Quel rôle joue le pôle d'archives au sein d'Imagine ?
Le pôle archives s'est ouvert en 2008 à la suite d'un voyage que j'ai fait au Cambodge où j'ai pu visiter le centre d'archives Bophana fondé par Rithy Panh. J'y suis allé avec mon assistant et j'ai eu l'occasion de voir la manière dont les archives étaient organisées et valorisées. Quand le centre a ouvert nous avons embauché deux documentalistes, un informaticien mais dès le début je me suis dit qu'il fallait faire preuve de modestie. On parle avant tout d'un pôle et non d'un centre d'archives. L'idée n'est pas de se constituer une collection de tout ce qui existe mais de former les gens et faire progresser la conscience de la nécessité de préserver ces archives, de les restaurer quand c'est possible et de les communiquer au public, c'est vital. Il y a beaucoup de détenteurs de fonds patrimoniaux en Afrique mais ils sont très épars : l'Église, les municipalités, la radiodiffusion, la télévision, les sociétés privées en ont. Comment les amener à prendre conscience de la richesse qu'ils ont pour qu'ils puissent petit à petit la capitaliser petit dans un cadre politique national bien pensé ? Tout l'enjeu est là.
Pourquoi avez-vous choisi de vous associer au projet Capital numérique ?
Pour moi Capital numérique est venu comme un écho à mon combat pour la réappropriation de nos archives. Produire des œuvres, c'est une chose, mais il faut aussi qu'elles soient connues, qu'elles soient diffusées et qu'elles commencent à devenir objet d'étude sous peine de tomber dans l'oubli. Très peu de films d'archives sont produits en Afrique. Une grande majorité d'œuvres produites sur l'Afrique y compris par des Africains sont détenues par des points d'archives en dehors du continent : en France, en Angleterre, au Portugal, en Italie etc…Il faut que grandisse chez les Africains la conscience que ces archives sont une richesse. Même si elles ont été filmées avec un certain esprit, ce sont des archives réelles où il y'a des décors, des corps africains qui sont mis en scène d'une certaine manière et qui contiennent des renseignements des indications précieuses qui peuvent être re-questionnées y compris par des jeunes d'aujourd'hui. Il n'y a pas à rendre compte de l'histoire de manière unilatérale, mais il faut la comprendre et savoir que quand elle est faite par d'autres sur vous elle sert des intérêts. Mais il faut être serein devant ça et voir ce qu'on peut y puiser pour redémarrer quelque chose.

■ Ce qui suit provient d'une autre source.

/*
 * render.rs
 * Copyright (c) 2025 Posit, PBC
 *
 * Render command implementation
 */

//! Render command implementation.
//!
//! Renders a single, already extracted document part. Reading and writing
//! the surrounding package is left to the caller, so values that only
//! exist in-process (images, callables, pre-rendered markup) are not
//! reachable from here: the context is plain JSON.

use std::fs;
use std::path::{Path, PathBuf};

use anyhow::{Context as _, Result};
use tracing::{debug, info};

use wordmerge_template::{Context, DocumentPart, PartKind, RenderEnv, RenderOptions};

/// Arguments for the render command
#[derive(Debug)]
pub struct RenderArgs {
    /// Document part to render
    pub input: PathBuf,
    /// JSON context file
    pub context: Option<PathBuf>,
    /// Output file; stdout when `None`
    pub output: Option<PathBuf>,
    /// TOML options file
    pub config: Option<PathBuf>,
    pub cache_dir: Option<PathBuf>,
    pub start_page_number: Option<u32>,
    pub header_footer: bool,
}

/// Execute the render command
pub fn execute(args: RenderArgs) -> Result<()> {
    let rendered = render(&args)?;

    match &args.output {
        Some(path) => {
            fs::write(path, rendered)
                .with_context(|| format!("Failed to write {}", path.display()))?;
            info!("Rendered {} to {}", args.input.display(), path.display());
        }
        None => print!("{}", rendered),
    }
    Ok(())
}

fn render(args: &RenderArgs) -> Result<String> {
    let options = load_options(args)?;
    debug!(?options, "Render options");

    let context = match &args.context {
        Some(path) => load_context(path)?,
        None => Context::new(),
    };

    let xml = fs::read_to_string(&args.input)
        .with_context(|| format!("Failed to read {}", args.input.display()))?;
    let kind = if args.header_footer {
        PartKind::HeaderFooter
    } else {
        PartKind::Document
    };

    let mut part = DocumentPart::parse(&xml, kind)
        .with_context(|| format!("Failed to parse {}", args.input.display()))?;
    part.render(&context, &mut RenderEnv::new(), &options)
        .with_context(|| format!("Failed to render {}", args.input.display()))?;

    Ok(part.to_xml())
}

/// Options from the config file, with command-line flags taking precedence.
fn load_options(args: &RenderArgs) -> Result<RenderOptions> {
    let mut options = match &args.config {
        Some(path) => {
            let text = fs::read_to_string(path)
                .with_context(|| format!("Failed to read config file {}", path.display()))?;
            toml::from_str(&text)
                .with_context(|| format!("Invalid config file {}", path.display()))?
        }
        None => RenderOptions::default(),
    };

    if let Some(dir) = &args.cache_dir {
        options.cache_dir = Some(dir.clone());
    }
    if let Some(start) = args.start_page_number {
        options.start_page_number = Some(start);
    }
    Ok(options)
}

fn load_context(path: &Path) -> Result<Context> {
    let text = fs::read_to_string(path)
        .with_context(|| format!("Failed to read context file {}", path.display()))?;
    let data: serde_json::Value = serde_json::from_str(&text)
        .with_context(|| format!("Invalid JSON in {}", path.display()))?;
    Context::from_json(data).with_context(|| format!("Invalid context in {}", path.display()))
}

#[cfg(test)]
mod tests {
    use super::*;
    use pretty_assertions::assert_eq;
    use tempfile::TempDir;

    const PART: &str = r#"<w:document><w:body><w:p><w:fldSimple w:instr=" MERGEFIELD =name \* MERGEFORMAT "><w:r><w:t>«=name»</w:t></w:r></w:fldSimple></w:p><w:sectPr/></w:body></w:document>"#;

    fn args(temp: &TempDir) -> RenderArgs {
        let input = temp.path().join("document.xml");
        let context = temp.path().join("context.json");
        fs::write(&input, PART).unwrap();
        fs::write(&context, r#"{"name": "Ada"}"#).unwrap();
        RenderArgs {
            input,
            context: Some(context),
            output: Some(temp.path().join("out.xml")),
            config: None,
            cache_dir: None,
            start_page_number: None,
            header_footer: false,
        }
    }

    #[test]
    fn test_render_to_file() {
        let temp = TempDir::new().unwrap();
        let args = args(&temp);
        execute(args).unwrap();

        let output = fs::read_to_string(temp.path().join("out.xml")).unwrap();
        assert_eq!(
            output,
            "<w:document><w:body><w:p><w:r><w:t>Ada</w:t></w:r></w:p><w:sectPr/></w:body></w:document>"
        );
    }

    #[test]
    fn test_flags_override_config_file() {
        let temp = TempDir::new().unwrap();
        let config = temp.path().join("wordmerge.toml");
        fs::write(&config, "start-page-number = 4\ncache-dir = \"cache\"\n").unwrap();

        let mut args = args(&temp);
        args.config = Some(config);
        args.start_page_number = Some(7);

        let options = load_options(&args).unwrap();
        assert_eq!(options.start_page_number, Some(7));
        assert_eq!(options.cache_dir, Some(PathBuf::from("cache")));

        args.cache_dir = Some(temp.path().join("cache"));
        let rendered = render(&args).unwrap();
        assert!(rendered.contains(r#"<w:pgNumType w:start="7"/>"#), "{}", rendered);
    }

    #[test]
    fn test_unknown_config_key_is_an_error() {
        let temp = TempDir::new().unwrap();
        let config = temp.path().join("wordmerge.toml");
        fs::write(&config, "start_page = 4\n").unwrap();

        let mut args = args(&temp);
        args.config = Some(config);
        assert!(load_options(&args).is_err());
    }

    #[test]
    fn test_context_must_be_an_object() {
        let temp = TempDir::new().unwrap();
        let args = args(&temp);
        fs::write(args.context.as_ref().unwrap(), "[1, 2]").unwrap();

        let err = render(&args).unwrap_err();
        assert!(
            format!("{:#}", err).contains("expected a JSON object"),
            "{:#}",
            err
        );
    }
}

J'ai eu l'occasion de collaborer avec l'OIF à plusieurs reprises, depuis l'époque où Tahar Cheriaa dirigeait le service cinéma de ce qui était encore à l'époque l'ACCT. Prendre part à ce projet me paraissait donc naturel car dans la continuité de ce que nous faisions déjà.
Qu'attendez-vous de ce projet ?
Ce projet est important dans la mesure où il va nous permettre de renforcer nos formations notamment grâce au scanner de films que nous avons reçu récemment qui va nous donner la possibilité de scanner et d'étalonner les films très anciens pour un visionnage a minima, ce qui va ouvrir le champ aux étudiants et aux chercheurs. Nous allons également nous servir des acquisitions du projet dans le cadre des Camps mémoire qui sont des formations à destination des écoliers, collégiens, lycéens, étudiants. On leur donne accès à nos archives sur place on en choisit quelques-unes emblématiques qu'on projette. Ces projections sont suivies d'un débat où on pose la problématique de l'histoire et de la mémoire. Cet aspect est très important pour moi car je me bats depuis des années pour que l'enseignement de l'art devienne effectif dans les écoles, les collèges, les universités, que des Clubs ciné se créent. Il faut donner aux jeunes la capacité de lire les images, de comprendre ce qu'il y a derrière et de développer un esprit critique par rapport à ce qu'ils voient. Il y a chez les jeunes un défaut de représentation des réalités africaines qu'il est urgent de pallier. Les jeunes ont souvent le sentiment (et on ne peut pas leur en vouloir) que c'est presque un malheur d'être né en Afrique car tout ce qu'on leur renvoie de l'Afrique, ce sont les catastrophes, les guerres etc…Et personne ne leur donne les moyens de regarder l'Afrique avec une curiosité positive. Ils ne savent même pas tout ce que l'Afrique a apporté au reste de l'humanité.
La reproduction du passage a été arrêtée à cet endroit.